What you are asked to do: Search the data below, and report every line in which "StreamStatus" occurs.

(Saved entries)

--

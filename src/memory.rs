//! STM32F429 memory map.
//!
//! Legal target regions for `GoToAddress` and `MemWrite`, and the bank 1
//! sector layout used by the erase executor.

/// Start of the main flash array
pub const FLASH_BASE: u32 = 0x0800_0000;
/// Last byte of the main flash array (2 MiB)
pub const FLASH_END: u32 = 0x081F_FFFF;

pub const SRAM1_BASE: u32 = 0x2000_0000;
pub const SRAM1_END: u32 = 0x2001_BFFF;

pub const SRAM2_BASE: u32 = 0x2001_C000;
pub const SRAM2_END: u32 = 0x2001_FFFF;

pub const SRAM3_BASE: u32 = 0x2002_0000;
pub const SRAM3_END: u32 = 0x2002_FFFF;

pub const BKPSRAM_BASE: u32 = 0x4002_4000;
pub const BKPSRAM_END: u32 = 0x4002_4FFF;

/// Base of flash sector 2, where the user application lives
pub const FLASH_SECTOR2_BASE: u32 = 0x0800_8000;

/// Number of sectors addressed by the erase and protection commands
pub const SECTOR_COUNT: u8 = 12;

/// Sector number requesting a mass erase
pub const MASS_ERASE: u8 = 0xFF;

/// Sector sizes of flash bank 1, in bytes
pub const SECTOR_SIZES: [u32; SECTOR_COUNT as usize] = [
    16 * 1024,
    16 * 1024,
    16 * 1024,
    16 * 1024,
    64 * 1024,
    128 * 1024,
    128 * 1024,
    128 * 1024,
    128 * 1024,
    128 * 1024,
    128 * 1024,
    128 * 1024,
];

/// An inclusive address range
#[derive(Copy, Clone, Debug, PartialEq)]
pub struct Region {
    pub name: &'static str,
    pub base: u32,
    pub end: u32,
}

impl Region {
    pub const fn new(name: &'static str, base: u32, end: u32) -> Self {
        Self { name, base, end }
    }

    pub fn contains(&self, address: u32) -> bool {
        address >= self.base && address <= self.end
    }

    /// Region size in bytes
    pub fn size(&self) -> usize {
        (self.end - self.base) as usize + 1
    }
}

/// Regions a host may jump to or write into.
///
/// Peripheral and external memory are reachable on the bus but are never
/// accepted as targets.
pub const LEGAL_REGIONS: [Region; 5] = [
    Region::new("flash", FLASH_BASE, FLASH_END),
    Region::new("sram1", SRAM1_BASE, SRAM1_END),
    Region::new("sram2", SRAM2_BASE, SRAM2_END),
    Region::new("sram3", SRAM3_BASE, SRAM3_END),
    Region::new("bkpsram", BKPSRAM_BASE, BKPSRAM_END),
];

#[derive(Copy, Clone, Debug, PartialEq)]
pub enum AddressStatus {
    Valid,
    Invalid,
}

impl AddressStatus {
    /// Result byte reported to the host
    pub fn code(self) -> u8 {
        match self {
            AddressStatus::Valid => crate::protocol::ADDR_VALID,
            AddressStatus::Invalid => crate::protocol::ADDR_INVALID,
        }
    }
}

/// Classify a host-supplied address against [`LEGAL_REGIONS`]
pub fn classify(address: u32) -> AddressStatus {
    if region_of(address).is_some() {
        AddressStatus::Valid
    } else {
        AddressStatus::Invalid
    }
}

/// The legal region containing `address`, if any
pub fn region_of(address: u32) -> Option<&'static Region> {
    LEGAL_REGIONS.iter().find(|r| r.contains(address))
}

/// Start address of a bank 1 sector
pub fn sector_base(sector: u8) -> Option<u32> {
    if sector >= SECTOR_COUNT {
        return None;
    }
    let offset: u32 = SECTOR_SIZES[..sector as usize].iter().sum();
    Some(FLASH_BASE + offset)
}

/// Bank 1 sector holding `address`, if any
pub fn sector_of(address: u32) -> Option<u8> {
    let mut base = FLASH_BASE;
    for (i, size) in SECTOR_SIZES.iter().enumerate() {
        if address >= base && address < base + size {
            return Some(i as u8);
        }
        base += size;
    }
    None
}

#[cfg(test)]
mod tests {
    use super::*;

    #[test]
    fn test_region_boundaries() {
        for r in LEGAL_REGIONS.iter() {
            assert_eq!(classify(r.base), AddressStatus::Valid, "{} base", r.name);
            assert_eq!(classify(r.end), AddressStatus::Valid, "{} end", r.name);
            assert_eq!(classify(r.base + r.size() as u32 / 2), AddressStatus::Valid);
        }
    }

    #[test]
    fn test_outside_regions() {
        assert_eq!(classify(FLASH_BASE - 1), AddressStatus::Invalid);
        assert_eq!(classify(FLASH_END + 1), AddressStatus::Invalid);
        assert_eq!(classify(SRAM1_BASE - 1), AddressStatus::Invalid);
        assert_eq!(classify(SRAM3_END + 1), AddressStatus::Invalid);
        assert_eq!(classify(BKPSRAM_BASE - 1), AddressStatus::Invalid);
        assert_eq!(classify(BKPSRAM_END + 1), AddressStatus::Invalid);
    }

    #[test]
    fn test_peripherals_and_external_rejected() {
        // USART1, GPIOA, FMC bank 1, system memory, 0 and top of bus
        for a in [0x4001_1000, 0x4002_0000, 0x6000_0000, 0x1FFF_0000, 0, 0xFFFF_FFFF].iter() {
            assert_eq!(classify(*a), AddressStatus::Invalid, "{:#010x}", a);
        }
    }

    #[test]
    fn test_sram_contiguous() {
        assert_eq!(SRAM1_END + 1, SRAM2_BASE);
        assert_eq!(SRAM2_END + 1, SRAM3_BASE);
    }

    #[test]
    fn test_status_codes() {
        assert_eq!(AddressStatus::Valid.code(), 0x00);
        assert_eq!(AddressStatus::Invalid.code(), 0x01);
    }

    #[test]
    fn test_sector_layout() {
        assert_eq!(sector_base(0), Some(FLASH_BASE));
        assert_eq!(sector_base(2), Some(FLASH_SECTOR2_BASE));
        assert_eq!(sector_base(4), Some(0x0801_0000));
        assert_eq!(sector_base(5), Some(0x0802_0000));
        assert_eq!(sector_base(11), Some(0x080E_0000));
        assert_eq!(sector_base(12), None);

        assert_eq!(sector_of(FLASH_SECTOR2_BASE), Some(2));
        assert_eq!(sector_of(0x080F_FFFF), Some(11));
        assert_eq!(sector_of(0x0810_0000), None);
    }
}
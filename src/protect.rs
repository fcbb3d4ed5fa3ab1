//! Sector write and read/write protection through the option bytes.
//!
//! The option control register (FLASH_OPTCR) holds a 12 bit `nWRP` field,
//! one bit per sector, and the `SPRMOD` bit selecting its meaning:
//!
//! * `SPRMOD = 0`: a cleared `nWRP` bit write-protects the sector
//! * `SPRMOD = 1`: a set `nWRP` bit read/write-protects the sector
//!
//! Changes are staged in the register and committed to the persistent
//! option bytes by setting `OPTSTRT`.

use core::ops::{Deref, DerefMut};

use crate::flash::{FlashDriver, FlashStatus};
use crate::memory::SECTOR_COUNT;

/// Option byte lock bit
pub const OPTLOCK: u32 = 1 << 0;
/// Option byte commit bit
pub const OPTSTRT: u32 = 1 << 1;
/// Read protection level field
pub const RDP_SHIFT: u32 = 8;
pub const RDP_MASK: u32 = 0xFF << RDP_SHIFT;
/// Sector protection field
pub const NWRP_SHIFT: u32 = 16;
pub const NWRP_MASK: u32 = 0x0FFF << NWRP_SHIFT;
/// Protection mode selection bit
pub const SPRMOD: u32 = 1 << 31;

/// Sector bits, one per sector
pub const SECTOR_BITS: u16 = 0x0FFF;

#[derive(Copy, Clone, Debug, PartialEq)]
pub enum ProtectionMode {
    /// Write protection of the selected sectors
    WriteOnly = 1,
    /// Read and write protection (PCROP) of the selected sectors
    ReadWrite = 2,
}

impl ProtectionMode {
    pub fn from_code(code: u8) -> Option<Self> {
        match code {
            1 => Some(ProtectionMode::WriteOnly),
            2 => Some(ProtectionMode::ReadWrite),
            _ => None,
        }
    }
}

/// Protection change requested by the host
#[derive(Copy, Clone, Debug, PartialEq)]
pub enum Protection {
    /// Remove every sector protection and return to write-only mode
    Disable,
    /// Protect the sectors set in `sectors`
    Enable { sectors: u16, mode: ProtectionMode },
}

/// Typed view of the option control register
#[derive(Copy, Clone, Debug, PartialEq)]
pub struct ProtectionRegister(u32);

impl ProtectionRegister {
    pub fn new(bits: u32) -> Self {
        Self(bits)
    }

    pub fn bits(&self) -> u32 {
        self.0
    }

    /// Whether read/write protection mode is selected
    pub fn sprmod(&self) -> bool {
        self.0 & SPRMOD != 0
    }

    pub fn set_sprmod(&mut self, on: bool) {
        if on {
            self.0 |= SPRMOD;
        } else {
            self.0 &= !SPRMOD;
        }
    }

    /// The 12 bit `nWRP` field
    pub fn sectors(&self) -> u16 {
        ((self.0 & NWRP_MASK) >> NWRP_SHIFT) as u16
    }

    /// Replace the `nWRP` field
    pub fn set_sectors(&mut self, sectors: u16) {
        self.0 &= !NWRP_MASK;
        self.0 |= ((sectors & SECTOR_BITS) as u32) << NWRP_SHIFT;
    }

    /// Clear the `nWRP` bits named in `sectors`
    pub fn clear_sectors(&mut self, sectors: u16) {
        self.0 &= !(((sectors & SECTOR_BITS) as u32) << NWRP_SHIFT);
    }

    pub fn rdp(&self) -> u8 {
        ((self.0 & RDP_MASK) >> RDP_SHIFT) as u8
    }

    /// Upper half-word: `nWRP` in the low 12 bits, `SPRMOD` in bit 15
    pub fn status(&self) -> u16 {
        (self.0 >> 16) as u16
    }

    /// Whether `sector` is protected under the current mode
    pub fn is_protected(&self, sector: u8) -> bool {
        if sector >= SECTOR_COUNT {
            return false;
        }
        let bit = self.sectors() & (1 << sector) != 0;
        if self.sprmod() {
            bit
        } else {
            !bit
        }
    }
}

/// Option control register held unlocked, locked again on drop
pub struct OptionBytes<'a, F: FlashDriver> {
    flash: &'a mut F,
}

impl<'a, F: FlashDriver> OptionBytes<'a, F> {
    pub fn unlock(flash: &'a mut F) -> Self {
        let s = flash.ob_unlock();
        if s != FlashStatus::Ok {
            warn!("Option byte unlock returned {:?}", s);
        }
        Self { flash }
    }

    /// Spin until the controller reports idle
    pub fn wait_idle(&mut self) {
        while self.flash.is_busy() {}
    }

    /// Stage the register change made by `f` and commit it
    pub fn modify<M>(&mut self, f: M)
    where
        M: FnOnce(&mut ProtectionRegister),
    {
        self.wait_idle();

        let mut reg = ProtectionRegister::new(self.flash.read_optcr());
        f(&mut reg);
        self.flash.write_optcr(reg.bits());

        self.flash.write_optcr(reg.bits() | OPTSTRT);
        self.wait_idle();
    }
}

impl<'a, F: FlashDriver> Deref for OptionBytes<'a, F> {
    type Target = F;

    fn deref(&self) -> &F {
        self.flash
    }
}

impl<'a, F: FlashDriver> DerefMut for OptionBytes<'a, F> {
    fn deref_mut(&mut self) -> &mut F {
        self.flash
    }
}

impl<'a, F: FlashDriver> Drop for OptionBytes<'a, F> {
    fn drop(&mut self) {
        self.flash.ob_lock();
    }
}

/// Apply a protection change, returning the status byte for the host.
///
/// Every path reports success; a commit that never completes blocks here.
pub fn configure<F: FlashDriver>(flash: &mut F, request: Protection) -> u8 {
    let mut ob = OptionBytes::unlock(flash);

    match request {
        Protection::Disable => {
            debug!("Removing all sector protection");
            ob.modify(|r| {
                r.set_sprmod(false);
                r.set_sectors(SECTOR_BITS);
            });
        }
        Protection::Enable {
            sectors,
            mode: ProtectionMode::WriteOnly,
        } => {
            debug!("Write protecting sectors {:#05x}", sectors & SECTOR_BITS);
            ob.modify(|r| {
                r.set_sprmod(false);
                r.clear_sectors(sectors);
            });
        }
        Protection::Enable {
            sectors,
            mode: ProtectionMode::ReadWrite,
        } => {
            debug!("Read/write protecting sectors {:#05x}", sectors & SECTOR_BITS);
            ob.modify(|r| {
                r.set_sprmod(true);
                r.set_sectors(sectors);
            });
        }
    }

    0
}

/// Current protection state: `nWRP` in the low 12 bits, `SPRMOD` in bit 15
pub fn read_status<F: FlashDriver>(flash: &mut F) -> u16 {
    ProtectionRegister::new(flash.read_optcr()).status()
}

#[cfg(test)]
mod tests {
    use super::*;
    use crate::flash::EraseKind;

    /// Factory default OPTCR: RDP level 0, all sectors unprotected, locked
    const OPTCR_DEFAULT: u32 = 0x0FFF_AAED;

    struct Register {
        optcr: u32,
        committed: u32,
        unlocked: bool,
        busy_polls: usize,
        log: Vec<&'static str>,
    }

    impl Register {
        fn new() -> Self {
            Self {
                optcr: OPTCR_DEFAULT,
                committed: OPTCR_DEFAULT,
                unlocked: false,
                busy_polls: 0,
                log: Vec::new(),
            }
        }
    }

    impl FlashDriver for Register {
        fn unlock(&mut self) -> FlashStatus {
            FlashStatus::Ok
        }
        fn lock(&mut self) {}
        fn erase(&mut self, _kind: EraseKind) -> FlashStatus {
            FlashStatus::Ok
        }
        fn program_byte(&mut self, _address: u32, _value: u8) -> FlashStatus {
            FlashStatus::Ok
        }
        fn read_word(&mut self, _address: u32) -> u32 {
            0
        }
        fn ob_unlock(&mut self) -> FlashStatus {
            self.unlocked = true;
            self.log.push("unlock");
            FlashStatus::Ok
        }
        fn ob_lock(&mut self) {
            self.unlocked = false;
            self.log.push("lock");
        }
        fn is_busy(&mut self) -> bool {
            if self.busy_polls > 0 {
                self.busy_polls -= 1;
                true
            } else {
                false
            }
        }
        fn read_optcr(&mut self) -> u32 {
            self.optcr
        }
        fn write_optcr(&mut self, value: u32) {
            assert!(self.unlocked, "OPTCR written while locked");
            if value & OPTSTRT != 0 {
                self.optcr = value & !OPTSTRT;
                self.committed = self.optcr;
                self.busy_polls = 3;
                self.log.push("commit");
            } else {
                self.optcr = value;
                self.log.push("stage");
            }
        }
        fn rdp_level(&mut self) -> u8 {
            ProtectionRegister::new(self.optcr).rdp()
        }
    }

    #[test]
    fn test_register_fields() {
        let mut r = ProtectionRegister::new(OPTCR_DEFAULT);
        assert!(!r.sprmod());
        assert_eq!(r.sectors(), 0x0FFF);
        assert_eq!(r.rdp(), 0xAA);

        r.set_sprmod(true);
        r.set_sectors(0xF00F);
        assert!(r.sprmod());
        assert_eq!(r.sectors(), 0x000F);
        assert_eq!(r.status(), 0x800F);
        assert_eq!(r.rdp(), 0xAA);
    }

    #[test]
    fn test_is_protected() {
        let mut r = ProtectionRegister::new(OPTCR_DEFAULT);
        assert!(!(0..SECTOR_COUNT).any(|s| r.is_protected(s)));
        assert!(!r.is_protected(SECTOR_COUNT));

        r.clear_sectors(0b100);
        assert!(r.is_protected(2));
        assert!(!r.is_protected(3));

        r.set_sprmod(true);
        r.set_sectors(0b1000);
        assert!(r.is_protected(3));
        assert!(!r.is_protected(2));
    }

    #[test]
    fn test_write_only_clears_bits() {
        let mut f = Register::new();
        assert_eq!(
            configure(
                &mut f,
                Protection::Enable {
                    sectors: 0b0000_0000_0110,
                    mode: ProtectionMode::WriteOnly
                }
            ),
            0
        );
        assert_eq!(read_status(&mut f), 0x0FF9);
        assert_eq!(f.committed & NWRP_MASK, 0x0FF9 << 16);
    }

    #[test]
    fn test_read_write_replaces_field() {
        let mut f = Register::new();
        configure(
            &mut f,
            Protection::Enable {
                sectors: 0x0A5,
                mode: ProtectionMode::ReadWrite,
            },
        );
        let status = read_status(&mut f);
        assert_eq!(status & SECTOR_BITS, 0x0A5);
        assert_eq!(status & 0x8000, 0x8000);
        // RDP untouched
        assert_eq!(f.rdp_level(), 0xAA);
    }

    #[test]
    fn test_disable_restores_unprotected() {
        let mut f = Register::new();
        configure(
            &mut f,
            Protection::Enable {
                sectors: 0x003,
                mode: ProtectionMode::ReadWrite,
            },
        );
        assert_eq!(configure(&mut f, Protection::Disable), 0);
        assert_eq!(read_status(&mut f), 0x0FFF);
        assert_eq!(f.committed, OPTCR_DEFAULT);
    }

    #[test]
    fn test_commit_sequence() {
        let mut f = Register::new();
        configure(&mut f, Protection::Disable);
        assert_eq!(f.log, vec!["unlock", "stage", "commit", "lock"]);
        assert!(!f.unlocked);
        assert_eq!(f.busy_polls, 0);
    }

    #[test]
    fn test_mode_codes() {
        assert_eq!(ProtectionMode::from_code(1), Some(ProtectionMode::WriteOnly));
        assert_eq!(ProtectionMode::from_code(2), Some(ProtectionMode::ReadWrite));
        assert_eq!(ProtectionMode::from_code(0), None);
        assert_eq!(ProtectionMode::from_code(3), None);
    }
}
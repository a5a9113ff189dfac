//! Engine types
//!
//! Message types, configuration and statistics for concurrent reads.

use crate::error::{Error, Result};
use crate::partition::Record;
use crate::pool::PoolStats;
use crate::types::{LogLevel, StreamStatus};
use serde::{Deserialize, Serialize};
use serde_json::Value;
use std::collections::BTreeMap;
use std::time::Duration;

/// A message forwarded to the sink during a read
#[derive(Debug, Clone, PartialEq, Serialize)]
#[serde(tag = "type", rename_all = "SCREAMING_SNAKE_CASE")]
pub enum Message {
    /// A record read from a partition
    Record(Record),
    /// Checkpoint for a stream
    State {
        /// Stream name
        stream: String,
        /// Opaque checkpoint produced by the stream's cursor
        data: Value,
    },
    /// Stream-level error caught in a worker
    Error {
        /// Stream name
        stream: String,
        /// Error message
        message: String,
    },
    /// Stream lifecycle status
    StreamStatus {
        /// Stream name
        stream: String,
        /// New status
        status: StreamStatus,
    },
    /// Log message
    Log {
        /// Log level
        level: LogLevel,
        /// Log message
        message: String,
    },
}

impl Message {
    /// Create a state message
    pub fn state(stream: impl Into<String>, data: Value) -> Self {
        Self::State {
            stream: stream.into(),
            data,
        }
    }

    /// Create a stream error message
    pub fn stream_error(stream: impl Into<String>, message: impl Into<String>) -> Self {
        Self::Error {
            stream: stream.into(),
            message: message.into(),
        }
    }

    /// Create a stream status message
    pub fn status(stream: impl Into<String>, status: StreamStatus) -> Self {
        Self::StreamStatus {
            stream: stream.into(),
            status,
        }
    }

    /// Create a log message
    pub fn log(level: LogLevel, message: impl Into<String>) -> Self {
        Self::Log {
            level,
            message: message.into(),
        }
    }

    /// Create an info log
    pub fn info(message: impl Into<String>) -> Self {
        Self::log(LogLevel::Info, message)
    }

    /// Create a debug log
    pub fn debug(message: impl Into<String>) -> Self {
        Self::log(LogLevel::Debug, message)
    }

    /// Create a warning log
    pub fn warn(message: impl Into<String>) -> Self {
        Self::log(LogLevel::Warn, message)
    }

    /// Check if this is a record message
    pub fn is_record(&self) -> bool {
        matches!(self, Self::Record(_))
    }

    /// Check if this is a state message
    pub fn is_state(&self) -> bool {
        matches!(self, Self::State { .. })
    }

    /// Check if this is an error message
    pub fn is_error(&self) -> bool {
        matches!(self, Self::Error { .. })
    }

    /// Check if this is a log message
    pub fn is_log(&self) -> bool {
        matches!(self, Self::Log { .. })
    }

    /// Stream this message belongs to, if any
    pub fn stream(&self) -> Option<&str> {
        match self {
            Self::Record(r) => Some(&r.stream),
            Self::State { stream, .. }
            | Self::Error { stream, .. }
            | Self::StreamStatus { stream, .. } => Some(stream),
            Self::Log { .. } => None,
        }
    }
}

// ============================================================================
// SyncConfig
// ============================================================================

/// Configuration for a concurrent read
#[derive(Debug, Clone, PartialEq, Serialize, Deserialize)]
#[serde(default)]
pub struct SyncConfig {
    /// Size of the worker pool shared by generators and readers
    pub num_workers: usize,
    /// Streams generating partitions at the same time; must be below `num_workers`
    pub max_concurrent_generators: usize,
    /// In-flight task threshold past which generators are throttled
    pub max_concurrent_tasks: usize,
    /// Fallback re-check interval while throttled
    pub capacity_poll_interval_ms: u64,
    /// Fail the read if no worker message arrives for this long
    pub queue_timeout_secs: u64,
    /// Emit a checkpoint after every successful partition
    pub checkpoint_per_partition: bool,
    /// Emit stream status messages
    pub emit_stream_status: bool,
}

impl Default for SyncConfig {
    fn default() -> Self {
        Self {
            num_workers: 4,
            max_concurrent_generators: 1,
            max_concurrent_tasks: 10_000,
            capacity_poll_interval_ms: 100,
            queue_timeout_secs: 900,
            checkpoint_per_partition: true,
            emit_stream_status: true,
        }
    }
}

impl SyncConfig {
    /// Create a new sync config
    #[must_use]
    pub fn new() -> Self {
        Self::default()
    }

    /// Set worker count
    #[must_use]
    pub fn with_workers(mut self, num_workers: usize) -> Self {
        self.num_workers = num_workers;
        self
    }

    /// Set how many streams generate partitions at once
    #[must_use]
    pub fn with_max_concurrent_generators(mut self, count: usize) -> Self {
        self.max_concurrent_generators = count;
        self
    }

    /// Set the in-flight task threshold
    #[must_use]
    pub fn with_max_concurrent_tasks(mut self, count: usize) -> Self {
        self.max_concurrent_tasks = count;
        self
    }

    /// Set the capacity re-check interval
    #[must_use]
    pub fn with_capacity_poll_interval(mut self, interval: Duration) -> Self {
        self.capacity_poll_interval_ms = interval.as_millis() as u64;
        self
    }

    /// Set the queue timeout, rounded up to whole seconds
    #[must_use]
    pub fn with_queue_timeout(mut self, timeout: Duration) -> Self {
        let secs = timeout.as_secs();
        self.queue_timeout_secs = if timeout.subsec_nanos() > 0 { secs + 1 } else { secs };
        self
    }

    /// Emit a checkpoint after each partition
    #[must_use]
    pub fn with_checkpoint_per_partition(mut self, emit: bool) -> Self {
        self.checkpoint_per_partition = emit;
        self
    }

    /// Emit stream status messages
    #[must_use]
    pub fn with_stream_status(mut self, emit: bool) -> Self {
        self.emit_stream_status = emit;
        self
    }

    /// Capacity re-check interval
    pub fn capacity_poll_interval(&self) -> Duration {
        Duration::from_millis(self.capacity_poll_interval_ms)
    }

    /// Queue timeout
    pub fn queue_timeout(&self) -> Duration {
        Duration::from_secs(self.queue_timeout_secs)
    }

    /// Check the configuration can make progress
    ///
    /// Generators hold a worker while they wait for capacity, so at least
    /// one worker must always be left for readers.
    pub fn validate(&self) -> Result<()> {
        if self.num_workers == 0 {
            return Err(Error::invalid_value("num_workers", "must be at least 1"));
        }
        if self.max_concurrent_generators == 0 {
            return Err(Error::invalid_value(
                "max_concurrent_generators",
                "must be at least 1",
            ));
        }
        if self.max_concurrent_generators >= self.num_workers {
            return Err(Error::invalid_value(
                "max_concurrent_generators",
                format!(
                    "too many partition generators ({}) for {} workers",
                    self.max_concurrent_generators, self.num_workers
                ),
            ));
        }
        // Running generators count as in-flight tasks themselves
        if self.max_concurrent_tasks <= self.max_concurrent_generators {
            return Err(Error::invalid_value(
                "max_concurrent_tasks",
                format!(
                    "must exceed max_concurrent_generators ({})",
                    self.max_concurrent_generators
                ),
            ));
        }
        if self.capacity_poll_interval_ms == 0 {
            return Err(Error::invalid_value(
                "capacity_poll_interval_ms",
                "must be at least 1",
            ));
        }
        if self.queue_timeout_secs == 0 {
            return Err(Error::invalid_value(
                "queue_timeout_secs",
                "must be at least 1",
            ));
        }
        Ok(())
    }
}

// ============================================================================
// Statistics
// ============================================================================

/// Counters for a read, overall or per stream
#[derive(Debug, Clone, Default, PartialEq, Eq, Serialize)]
pub struct SyncStats {
    /// Records forwarded to the sink
    pub records: usize,
    /// Partitions handed to readers
    pub partitions_submitted: usize,
    /// Successful partition completion sentinels
    pub partitions_succeeded: usize,
    /// Failed partition completion sentinels
    pub partitions_failed: usize,
    /// Partitions dropped because their stream had already failed
    pub partitions_skipped: usize,
    /// Generation completion sentinels
    pub generations_completed: usize,
    /// Checkpoints emitted
    pub checkpoints: usize,
    /// Errors forwarded
    pub errors: usize,
    /// Duration in milliseconds
    pub duration_ms: u64,
}

impl SyncStats {
    /// Create new stats
    pub fn new() -> Self {
        Self::default()
    }

    /// Partition completion sentinels of either outcome
    pub fn partitions_completed(&self) -> usize {
        self.partitions_succeeded + self.partitions_failed
    }

    /// Add another set of counters into this one
    pub fn absorb(&mut self, other: &SyncStats) {
        self.records += other.records;
        self.partitions_submitted += other.partitions_submitted;
        self.partitions_succeeded += other.partitions_succeeded;
        self.partitions_failed += other.partitions_failed;
        self.partitions_skipped += other.partitions_skipped;
        self.generations_completed += other.generations_completed;
        self.checkpoints += other.checkpoints;
        self.errors += other.errors;
    }

    /// Set duration
    pub fn set_duration(&mut self, ms: u64) {
        self.duration_ms = ms;
    }
}

/// Outcome of a read whose main loop completed
///
/// A read that returns a summary may still contain failed streams; a read
/// that failed as a whole returns an `Err` instead.
#[derive(Debug, Clone, Default)]
pub struct ReadSummary {
    /// Totals over all streams
    pub total: SyncStats,
    /// Counters per stream
    pub streams: BTreeMap<String, SyncStats>,
    /// Streams that ended with at least one error, in the order they failed
    pub failed_streams: Vec<String>,
    /// Worker pool counters at the end of the read
    pub pool: PoolStats,
}

impl ReadSummary {
    /// Whether every stream completed without errors
    pub fn is_success(&self) -> bool {
        self.failed_streams.is_empty()
    }

    /// Counters for one stream
    pub fn stream(&self, name: &str) -> Option<&SyncStats> {
        self.streams.get(name)
    }

    /// Turn stream failures into an error
    pub fn into_result(self) -> Result<Self> {
        if self.is_success() {
            Ok(self)
        } else {
            Err(Error::StreamsFailed {
                streams: self.failed_streams,
            })
        }
    }
}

--

Answer for this exercise:
use crate::types::{LogLevel, StreamStatus};
    StreamStatus {
        status: StreamStatus,
    pub fn status(stream: impl Into<String>, status: StreamStatus) -> Self {
        Self::StreamStatus {
            | Self::StreamStatus { stream, .. } => Some(stream),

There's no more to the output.